Winner's full circle: Do as I say, not as I did


Lauren Winner can make a splash. Girl Meets God documented her conversion from Orthodox Judaism to Christianity, and Mudhouse Sabbath (yes, that's a reference to her favorite Charlottesville caffeine dealership) explored the bonds between the two faiths. These days, though, her name is turning up in sex-themed Internet searches. And she couldn't be happier.

Real Sex: The Naked Truth About Chastity hasn't hit bookstores yet, but it has already started a buzz– including a major piece in the New York Times.

"Younger readers are hungry for books about this topic that are honest," says Winner, a lecturer at UVA while she's completing her Columbia Ph.D. "I don't think I've written the perfect book," she says, "but in some ways this was an effort to write the book that I wish I'd had to read."

To the relief of many of her readers, Winner, now 28 and married, is not really in a position to preach. After all, she lost her virginity at age 15 and continued to have premarital sex even after converting to Christianity.

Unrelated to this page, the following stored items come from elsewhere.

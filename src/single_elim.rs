use crate::error::BracketResult;
use crate::match_set::MatchSetBuilder;
use crate::seeding::{Line, SeedPlan};
use crate::types::{BracketSection, FeedRole, MatchId, ParticipantId, Slot};

/// Degenerate tournament of one: a single bye the entrant has already won.
pub(crate) fn build_solo(builder: &mut MatchSetBuilder, entrant: ParticipantId) -> MatchId {
  builder.push(BracketSection::Winners, 1, 1, Slot::entrant(entrant), Slot::Empty)
}

/// Lay out the winners tree and return match ids per round, round 1 first.
///
/// Round 1 only holds real play-in matches, kept at their line position so
/// `ceil(position / 2)` still addresses the round-2 match they feed. Bye
/// recipients are written straight into round-2 slots.
pub(crate) fn build_winners(builder: &mut MatchSetBuilder, plan: &SeedPlan) -> Vec<Vec<MatchId>> {
  let mut rounds: Vec<Vec<MatchId>> = Vec::with_capacity(plan.round_count());

  let mut feeds = Vec::with_capacity(plan.lines.len());
  let mut round_one = Vec::new();
  for (i, line) in plan.lines.iter().enumerate() {
    match *line {
      Line::PlayIn(a, b) => {
        let id = builder.push(
          BracketSection::Winners,
          1,
          (i + 1) as u32,
          Slot::entrant(a),
          Slot::entrant(b),
        );
        round_one.push(id);
        feeds.push(Slot::pending(id, FeedRole::Winner));
      }
      Line::Bye(entrant) => feeds.push(Slot::entrant(entrant)),
    }
  }
  rounds.push(round_one);

  let mut round = 2u32;
  while feeds.len() > 1 {
    let mut ids = Vec::with_capacity(feeds.len() / 2);
    let mut next_feeds = Vec::with_capacity(feeds.len() / 2);
    for (j, pair) in feeds.chunks(2).enumerate() {
      let slot_a = pair[0].clone();
      let slot_b = pair.get(1).cloned().unwrap_or(Slot::Empty);
      let id = builder.push(BracketSection::Winners, round, (j + 1) as u32, slot_a, slot_b);
      ids.push(id);
      next_feeds.push(Slot::pending(id, FeedRole::Winner));
    }
    rounds.push(ids);
    feeds = next_feeds;
    round += 1;
  }

  rounds
}

pub(crate) fn build(builder: &mut MatchSetBuilder, plan: &SeedPlan) -> BracketResult<()> {
  match plan.order.as_slice() {
    [] => {}
    [solo] => {
      build_solo(builder, *solo);
    }
    _ => {
      build_winners(builder, plan);
    }
  }
  Ok(())
}

#[cfg(test)]
mod tests {
  use crate::bracket::{generate_bracket, set_winner};
  use crate::test_support::{entrants, listed, play_out};
  use crate::types::{BracketFormat, BracketSection, FeedRole, Slot};

  const SE: BracketFormat = BracketFormat::SingleElimination;

  #[test]
  fn test_no_entrants_no_matches() {
    let set = generate_bracket("t", &[], &listed(SE)).unwrap();
    assert!(set.is_empty());
    assert_eq!(set.champion(), None);
  }

  #[test]
  fn test_single_entrant_wins_by_bye() {
    let set = generate_bracket("t", &entrants(1), &listed(SE)).unwrap();
    assert_eq!(set.len(), 1);
    let only = &set.matches()[0];
    assert!(only.is_bye);
    assert_eq!(only.winner_id, Some(1));
    assert_eq!(set.champion(), Some(1));
  }

  #[test]
  fn test_two_entrants_single_match() {
    let set = generate_bracket("t", &entrants(2), &listed(SE)).unwrap();
    assert_eq!(set.len(), 1);
    let only = set.matches()[0].clone();
    assert!(!only.is_bye);
    assert_eq!(only.occupants(), [Some(1), Some(2)]);

    let played = set_winner(&set, only.id, 2, Some("2-1".to_string())).unwrap();
    assert_eq!(played.len(), 1);
    assert_eq!(played.matches()[0].winner_id, Some(2));
    assert_eq!(played.champion(), Some(2));
  }

  #[test]
  fn test_five_entrants_layout() {
    let set = generate_bracket("t", &entrants(5), &listed(SE)).unwrap();
    let rounds = set.rounds(BracketSection::Winners);
    assert_eq!(rounds.len(), 3);
    assert_eq!(rounds[0].1.len(), 1);
    assert_eq!(rounds[1].1.len(), 2);
    assert_eq!(rounds[2].1.len(), 1);
    assert!(set.matches().iter().all(|m| !m.is_bye));

    let play_in = rounds[0].1[0].clone();
    assert_eq!(play_in.occupants(), [Some(4), Some(5)]);
    assert_eq!(play_in.position, 2);

    let fed = rounds[1].1[0].clone();
    let untouched = rounds[1].1[1].clone();
    assert_eq!(fed.slot_a, Slot::entrant(1));
    assert_eq!(fed.slot_b, Slot::pending(play_in.id, FeedRole::Winner));
    assert_eq!(untouched.occupants(), [Some(2), Some(3)]);

    let next = set_winner(&set, play_in.id, 5, None).unwrap();
    assert_eq!(next.get(fed.id).unwrap().occupants(), [Some(1), Some(5)]);
    assert_eq!(next.get(untouched.id).unwrap(), &untouched);
  }

  #[test]
  fn test_pairing_follows_position() {
    let set = generate_bracket("t", &entrants(16), &listed(SE)).unwrap();
    for m in set.matches().iter().filter(|m| m.round > 1) {
      for slot in [&m.slot_a, &m.slot_b] {
        let (from, _) = slot.feeder().unwrap();
        let source = set.get(from).unwrap();
        assert_eq!(source.round + 1, m.round);
        assert_eq!((source.position + 1) / 2, m.position);
        let odd = source.position % 2 == 1;
        assert_eq!(odd, std::ptr::eq(slot, &m.slot_a));
      }
    }
  }

  #[test]
  fn test_count_law() {
    for n in 2..=40u32 {
      let set = generate_bracket("t", &entrants(n), &listed(SE)).unwrap();
      assert_eq!(set.len() as u32, n - 1, "n = {n}");
      let done = play_out(set, n as u64);
      let decided = done.matches().iter().filter(|m| !m.is_bye && m.winner_id.is_some()).count();
      assert_eq!(decided as u32, n - 1, "n = {n}");
      assert!(done.champion().is_some());
    }
  }
}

"One of the reasons why the book took me so long to write was that finding an idiom to talk about something so personal that also has elements of shame was very difficult," she says.

"The core message of my book is quite traditional and Biblical, but the idiom or tone of the book is really much less euphemistic," she says. "On some level I'm sitting back and I'm just curious to see if the lack of euphemism scares off some readers," says Winner, obviously amused at the thought.

She'll be touring heavily to promote the book in the months to come, with a large percentage of the scheduled stops at colleges. "I don't think that this is a book only for college-age readers, but I do think that's one place where sex is very much a live issue," she says.

John Portmann, an assistant professor in the Religious Studies department at UVA, is pleased to see Winner step forward with a modern take on the topic, but isn't sure it will have any effect on campuses. "I don't expect many UVA students to be persuaded by the argument that chastity is a really good idea," he says. "I don't think that chastity is 'in' at UVA."

We'll find out soon enough. Winner will appear at the Center for Christian Studies, near the Corner and in the heart of Wahoo territory, on Thursday, April 21, to talk and sign copies for anybody who's interested– regardless of whether they're students, Christians, or virgins.

"This is probably not the book for everyone," Winner admits, "but I think it will find both a Christian and a non-Christian audience."